Around me people were doing all sorts of things. For the most part I was in my own world, so happy to just be given license to sing and sing and sing. A couple watched me, not engaged in activities of their own. A man and a transsexual woman. The woman watched me closely. I sang one of my own songs and she clapped sincerely. “That was one of mine” I said, into the mic.

At the end of the night she came over to me. “The songs that you had written were the best ones” she said, clasping my hand. “Don’t stop doing this.”

It was one of the best gigs I have done. I sang whatever came into my head, and it was so liberating. I felt confined by nothing. Perhaps the permissive atmosphere of the room had freed me from fear of judgement for my singing in the same was that it had freed others to express their sexuality.

Lily and I made our way back to my house at about seven on Saturday morning. We sat in my garden for a bit before going to bed and talked about the night. It had been beautiful. I will remember it as being the strangest but best gig I have ever done.

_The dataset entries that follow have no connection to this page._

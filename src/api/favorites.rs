use axum::extract::{Path, State};
use axum::routing::{delete, post};
use axum::{Json, Router};
use serde::{Deserialize, Serialize};
use sqlx::PgPool;
use utoipa::ToSchema;

use crate::models::{Favorite, FavoriteKind};

use super::error::{ApiError, ErrorResponse};

#[derive(Clone)]
pub struct FavoritesState {
    pub pool: PgPool,
}

#[derive(Debug, Deserialize, ToSchema)]
pub struct AddFavoriteRequest {
    pub item_id: String,
    /// Either "route" or "stop".
    #[serde(rename = "type")]
    pub kind: String,
}

#[derive(Debug, Serialize, ToSchema)]
pub struct MessageResponse {
    pub message: String,
}

fn parse_kind(raw: &str) -> Result<FavoriteKind, ApiError> {
    FavoriteKind::parse(raw)
        .ok_or_else(|| ApiError::Validation("Type must be 'route' or 'stop'".into()))
}

/// Add a favorite for a user
#[utoipa::path(
    post,
    path = "/users/{id}/favorites",
    params(("id" = i32, Path, description = "User id")),
    request_body = AddFavoriteRequest,
    responses(
        (status = 200, description = "The created favorite", body = Favorite),
        (status = 400, description = "Invalid type", body = ErrorResponse),
        (status = 500, description = "Internal server error", body = ErrorResponse)
    ),
    tag = "favorites"
)]
pub async fn add_favorite(
    State(state): State<FavoritesState>,
    Path(user_id): Path<i32>,
    Json(request): Json<AddFavoriteRequest>,
) -> Result<Json<Favorite>, ApiError> {
    let kind = parse_kind(&request.kind)?;

    let favorite = sqlx::query_as::<_, Favorite>(
        "INSERT INTO favorites (user_id, item_id, type) VALUES ($1, $2, $3) \
         RETURNING id, type, item_id, NULL::TEXT AS item_name",
    )
    .bind(user_id)
    .bind(&request.item_id)
    .bind(kind.as_str())
    .fetch_one(&state.pool)
    .await?;

    Ok(Json(favorite))
}

/// List a user's favorites
#[utoipa::path(
    get,
    path = "/users/{id}/favorites",
    params(("id" = i32, Path, description = "User id")),
    responses(
        (status = 200, description = "Favorites, newest first", body = Vec<Favorite>),
        (status = 500, description = "Internal server error", body = ErrorResponse)
    ),
    tag = "favorites"
)]
pub async fn list_favorites(
    State(state): State<FavoritesState>,
    Path(user_id): Path<i32>,
) -> Result<Json<Vec<Favorite>>, ApiError> {
    let favorites = sqlx::query_as::<_, Favorite>(
        "SELECT f.id, f.type, f.item_id, \
         COALESCE(r.route_long_name, r.route_short_name) AS item_name \
         FROM favorites f \
         LEFT JOIN routes r ON f.item_id = r.route_id AND f.type = 'route' \
         WHERE f.user_id = $1 \
         ORDER BY f.id DESC",
    )
    .bind(user_id)
    .fetch_all(&state.pool)
    .await?;

    Ok(Json(favorites))
}

/// Remove a favorite
#[utoipa::path(
    delete,
    path = "/users/{id}/favorites/{type}/{item_id}",
    params(
        ("id" = i32, Path, description = "User id"),
        ("type" = String, Path, description = "\"route\" or \"stop\""),
        ("item_id" = String, Path, description = "Favorited item identifier")
    ),
    responses(
        (status = 200, description = "Deletion confirmation", body = MessageResponse),
        (status = 400, description = "Invalid type", body = ErrorResponse),
        (status = 500, description = "Internal server error", body = ErrorResponse)
    ),
    tag = "favorites"
)]
pub async fn delete_favorite(
    State(state): State<FavoritesState>,
    Path((user_id, kind, item_id)): Path<(i32, String, String)>,
) -> Result<Json<MessageResponse>, ApiError> {
    let kind = parse_kind(&kind)?;

    sqlx::query("DELETE FROM favorites WHERE user_id = $1 AND item_id = $2 AND type = $3")
        .bind(user_id)
        .bind(&item_id)
        .bind(kind.as_str())
        .execute(&state.pool)
        .await?;

    Ok(Json(MessageResponse {
        message: "Favorite deleted successfully".into(),
    }))
}

pub fn router(pool: PgPool) -> Router {
    let state = FavoritesState { pool };
    Router::new()
        .route("/users/{id}/favorites", post(add_favorite).get(list_favorites))
        .route("/users/{id}/favorites/{type}/{item_id}", delete(delete_favorite))
        .with_state(state)
}

#[cfg(test)]
mod tests {
    use super::*;

    #[test]
    fn kind_validation_rejects_unknown_types() {
        assert!(parse_kind("route").is_ok());
        assert!(parse_kind("stop").is_ok());

        let err = parse_kind("bus").unwrap_err();
        assert!(matches!(err, ApiError::Validation(_)));
        assert_eq!(err.to_string(), "Type must be 'route' or 'stop'");
    }

    #[test]
    fn add_favorite_request_accepts_type_field() {
        let request: AddFavoriteRequest =
            serde_json::from_str(r#"{"item_id": "Red", "type": "route"}"#).unwrap();
        assert_eq!(request.item_id, "Red");
        assert_eq!(request.kind, "route");
    }
}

Monday, September 15, 2008

Fury

(I have a big post to write about the Night of the Senses ball on Friday night. It was a very different atmosphere to that of the Rubber Ball last week, but still brilliant. At one point I was standing on a stool in a room full of people in various states of undress and debauchery, singing Life Is A Cabaret from Cabaret in impassioned tones through my microphone as a semi-naked man accompanied me on the bongos. There is something I need to say first, though.)

Back in 2005 I had a nasty experience involving an unwelcome visitor in the flat in which I was living at the time. I wrote all about it here.

Fast-forward three years and that experience is a fading memory. I do, however, feel I have a heightened sense of security and privacy as a result. When alone in a house, even in my parents’ house, I still do find myself sitting still and rigid, listening for evidence of some malevolent intruder.

After the ball on Friday my friend Lily stayed over at my house. By about midday on Saturday we were still under the covers, discussing the night before amid glorious girly giggles. Each of us in one of my night dresses and sipping cups of tea.

The door bell rang. I looked up from tea and chats, confused. In central London people don’t just ring doorbells. They call first to announce themselves. Perhaps, I thought, one of my housemates had left their key and their phone somewhere, and needed to be let in. I got out of bed and started looking for my dressing gown to put on. Taking my time, still chattering with Lily, I left the room.

I started making my way down the stairs, then stopped, frozen, halfway down. A startled-looking teenage boy stood in the hall, facing me. The front door was swinging open, wide onto the busy Brixton street.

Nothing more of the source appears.